▸ **Extracted data entries**:
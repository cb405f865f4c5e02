//! Rent request domain entity
//!
//! The agreement record between a renter and a property owner for a date
//! range. Dual-owner aggregate: the renter holds cancellation and payment
//! rights, the property owner holds confirm/reject rights. Who may do what
//! is decided by the access guard, while the methods here guard the state
//! machine itself.

use chrono::{DateTime, NaiveDate, Utc};
use rust_decimal::Decimal;
use uuid::Uuid;

use crate::domain::error::{DomainError, DomainResult};

/// Rent request status
#[derive(Debug, Clone, Copy, PartialEq, Eq)]
pub enum RentRequestStatus {
    /// Awaiting the owner's confirm/reject
    Pending,
    /// Owner confirmed, awaiting payment
    Confirmed,
    /// Payment escrowed, stay in progress
    Paid,
    /// Checkout settled, rental finished
    Completed,
    /// Owner rejected the request
    Rejected,
    /// Renter withdrew after confirmation
    Cancelled,
    /// Owner withdrew after confirmation
    CancelledByOwner,
}

impl RentRequestStatus {
    pub fn as_str(&self) -> &'static str {
        match self {
            Self::Pending => "pending",
            Self::Confirmed => "confirmed",
            Self::Paid => "paid",
            Self::Completed => "completed",
            Self::Rejected => "rejected",
            Self::Cancelled => "cancelled",
            Self::CancelledByOwner => "cancelled_by_owner",
        }
    }

    pub fn from_str(s: &str) -> Self {
        match s {
            "pending" => Self::Pending,
            "confirmed" => Self::Confirmed,
            "paid" => Self::Paid,
            "completed" => Self::Completed,
            "rejected" => Self::Rejected,
            "cancelled_by_owner" => Self::CancelledByOwner,
            _ => Self::Cancelled,
        }
    }

    /// Terminal states are never left
    pub fn is_terminal(&self) -> bool {
        matches!(
            self,
            Self::Completed | Self::Rejected | Self::Cancelled | Self::CancelledByOwner
        )
    }
}

impl std::fmt::Display for RentRequestStatus {
    fn fmt(&self, f: &mut std::fmt::Formatter<'_>) -> std::fmt::Result {
        write!(f, "{}", self.as_str())
    }
}

/// Rental agreement between a renter and a property owner
#[derive(Debug, Clone)]
pub struct RentRequest {
    pub id: Uuid,
    pub property_id: Uuid,
    pub renter_id: Uuid,
    /// Denormalized from the property at creation so access predicates
    /// need only the aggregate itself
    pub owner_id: Uuid,
    pub check_in: NaiveDate,
    pub check_out: NaiveDate,
    pub status: RentRequestStatus,
    /// Rent for the stay, snapshotted from the property at request time
    pub rent_amount: Decimal,
    /// Deposit escrowed at payment, snapshotted at request time
    pub deposit_amount: Decimal,
    /// Currency code (ISO 4217)
    pub currency: String,
    pub created_at: DateTime<Utc>,
    pub updated_at: DateTime<Utc>,
}

impl RentRequest {
    pub fn new(
        property_id: Uuid,
        renter_id: Uuid,
        owner_id: Uuid,
        check_in: NaiveDate,
        check_out: NaiveDate,
        rent_amount: Decimal,
        deposit_amount: Decimal,
        currency: impl Into<String>,
    ) -> DomainResult<Self> {
        if check_out <= check_in {
            return Err(DomainError::Validation(
                "check_out must be after check_in".to_string(),
            ));
        }

        let now = Utc::now();
        Ok(Self {
            id: Uuid::new_v4(),
            property_id,
            renter_id,
            owner_id,
            check_in,
            check_out,
            status: RentRequestStatus::Pending,
            rent_amount,
            deposit_amount,
            currency: currency.into(),
            created_at: now,
            updated_at: now,
        })
    }

    fn transition(
        &mut self,
        from: RentRequestStatus,
        to: RentRequestStatus,
        action: &'static str,
    ) -> DomainResult<()> {
        if self.status != from {
            return Err(DomainError::InvalidTransition {
                entity: "rent request",
                from: self.status.as_str().to_string(),
                action,
            });
        }
        self.status = to;
        self.updated_at = Utc::now();
        Ok(())
    }

    /// Owner accepts the request
    pub fn confirm(&mut self) -> DomainResult<()> {
        self.transition(RentRequestStatus::Pending, RentRequestStatus::Confirmed, "confirm")
    }

    /// Owner declines the request
    pub fn reject(&mut self) -> DomainResult<()> {
        self.transition(RentRequestStatus::Pending, RentRequestStatus::Rejected, "reject")
    }

    /// Renter withdraws after confirmation
    pub fn cancel(&mut self) -> DomainResult<()> {
        self.transition(RentRequestStatus::Confirmed, RentRequestStatus::Cancelled, "cancel")
    }

    /// Owner withdraws after confirmation. Distinct terminal status so the
    /// audit trail records who terminated the agreement.
    pub fn cancel_by_owner(&mut self) -> DomainResult<()> {
        self.transition(
            RentRequestStatus::Confirmed,
            RentRequestStatus::CancelledByOwner,
            "cancel_confirmed",
        )
    }

    /// Payment escrowed
    pub fn mark_paid(&mut self) -> DomainResult<()> {
        self.transition(RentRequestStatus::Confirmed, RentRequestStatus::Paid, "pay")
    }

    /// System-invoked once the associated checkout settles
    pub fn complete(&mut self) -> DomainResult<()> {
        self.transition(RentRequestStatus::Paid, RentRequestStatus::Completed, "complete")
    }

    /// Total charged at payment: rent plus escrowed deposit
    pub fn total_due(&self) -> Decimal {
        self.rent_amount + self.deposit_amount
    }
}

// ── Tests ──────────────────────────────────────────────────────

#[cfg(test)]
mod tests {
    use super::*;

    fn dec(s: &str) -> Decimal {
        s.parse().unwrap()
    }

    fn sample_request() -> RentRequest {
        RentRequest::new(
            Uuid::new_v4(),
            Uuid::new_v4(),
            Uuid::new_v4(),
            NaiveDate::from_ymd_opt(2026, 9, 1).unwrap(),
            NaiveDate::from_ymd_opt(2026, 10, 1).unwrap(),
            dec("1200.00"),
            dec("600.00"),
            "USD",
        )
        .unwrap()
    }

    #[test]
    fn new_request_is_pending() {
        let r = sample_request();
        assert_eq!(r.status, RentRequestStatus::Pending);
        assert!(!r.status.is_terminal());
        assert_eq!(r.total_due(), dec("1800.00"));
    }

    #[test]
    fn rejects_inverted_date_range() {
        let err = RentRequest::new(
            Uuid::new_v4(),
            Uuid::new_v4(),
            Uuid::new_v4(),
            NaiveDate::from_ymd_opt(2026, 9, 1).unwrap(),
            NaiveDate::from_ymd_opt(2026, 9, 1).unwrap(),
            dec("1200.00"),
            dec("600.00"),
            "USD",
        )
        .unwrap_err();
        assert!(matches!(err, DomainError::Validation(_)));
    }

    #[test]
    fn happy_path_to_completed() {
        let mut r = sample_request();
        r.confirm().unwrap();
        assert_eq!(r.status, RentRequestStatus::Confirmed);
        r.mark_paid().unwrap();
        assert_eq!(r.status, RentRequestStatus::Paid);
        r.complete().unwrap();
        assert_eq!(r.status, RentRequestStatus::Completed);
        assert!(r.status.is_terminal());
    }

    #[test]
    fn confirm_only_from_pending() {
        let mut r = sample_request();
        r.confirm().unwrap();
        let err = r.confirm().unwrap_err();
        assert!(matches!(
            err,
            DomainError::InvalidTransition { action: "confirm", .. }
        ));
        // state unchanged by the failed transition
        assert_eq!(r.status, RentRequestStatus::Confirmed);
    }

    #[test]
    fn cancel_only_from_confirmed() {
        let mut r = sample_request();
        assert!(r.cancel().is_err());
        r.confirm().unwrap();
        r.cancel().unwrap();
        assert_eq!(r.status, RentRequestStatus::Cancelled);
    }

    #[test]
    fn owner_cancel_has_distinct_status() {
        let mut r = sample_request();
        r.confirm().unwrap();
        r.cancel_by_owner().unwrap();
        assert_eq!(r.status, RentRequestStatus::CancelledByOwner);
        assert_ne!(
            RentRequestStatus::CancelledByOwner.as_str(),
            RentRequestStatus::Cancelled.as_str()
        );
    }

    #[test]
    fn pay_requires_confirmation() {
        let mut r = sample_request();
        let err = r.mark_paid().unwrap_err();
        assert!(matches!(err, DomainError::InvalidTransition { .. }));
    }

    #[test]
    fn complete_requires_paid() {
        let mut r = sample_request();
        r.confirm().unwrap();
        assert!(r.complete().is_err());
    }

    #[test]
    fn terminal_states_are_final() {
        let mut r = sample_request();
        r.reject().unwrap();
        assert!(r.confirm().is_err());
        assert!(r.cancel().is_err());
        assert!(r.mark_paid().is_err());
        assert_eq!(r.status, RentRequestStatus::Rejected);
    }

    #[test]
    fn status_roundtrip() {
        for status in &[
            RentRequestStatus::Pending,
            RentRequestStatus::Confirmed,
            RentRequestStatus::Paid,
            RentRequestStatus::Completed,
            RentRequestStatus::Rejected,
            RentRequestStatus::Cancelled,
            RentRequestStatus::CancelledByOwner,
        ] {
            let parsed = RentRequestStatus::from_str(status.as_str());
            assert_eq!(&parsed, status);
        }
    }
}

▸ **WHAT THE TASK ASKS**: In the records above, find every line containing the word "NaiveDate" and show it.

▸ **OUTPUT OF THE TASK**:
use chrono::{DateTime, NaiveDate, Utc};
    pub check_in: NaiveDate,
    pub check_out: NaiveDate,
        check_in: NaiveDate,
        check_out: NaiveDate,
            NaiveDate::from_ymd_opt(2026, 9, 1).unwrap(),
            NaiveDate::from_ymd_opt(2026, 10, 1).unwrap(),
            NaiveDate::from_ymd_opt(2026, 9, 1).unwrap(),
            NaiveDate::from_ymd_opt(2026, 9, 1).unwrap(),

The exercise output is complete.